Work request
From the material below, work out how many lines contain "registry" and answer with the number only.

Provided records
=== Section Start ===

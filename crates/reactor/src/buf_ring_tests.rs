// SPDX-License-Identifier: MIT

use super::*;

#[test]
fn register_then_lookup_returns_the_group() {
    let mut registry = BufferRingRegistry::new();
    registry.register(7, 16, 4096);
    let ring = registry.get(7).unwrap();
    assert_eq!(ring.group_id(), 7);
    assert_eq!(ring.buf_len(), 4096);
    assert_eq!(ring.available_count(), 16);
}

#[test]
fn unknown_group_is_an_error() {
    let registry = BufferRingRegistry::new();
    assert!(matches!(registry.get(1), Err(ReactorError::UnknownBufferGroup(1))));
}

#[test]
fn recycle_returns_a_buffer_to_the_available_pool() {
    let mut registry = BufferRingRegistry::new();
    registry.register(0, 2, 64);
    let ring = registry.get_mut(0).unwrap();
    ring.available.clear();
    ring.recycle(0);
    assert_eq!(ring.available_count(), 1);
}

#[test]
fn buffer_mut_allows_writing_into_the_backing_slab() {
    let mut registry = BufferRingRegistry::new();
    registry.register(0, 1, 8);
    let ring = registry.get_mut(0).unwrap();
    ring.buffer_mut(0).unwrap()[0] = 0xab;
    assert_eq!(ring.buffer(0).unwrap()[0], 0xab);
}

=== Section End ===

The answer
11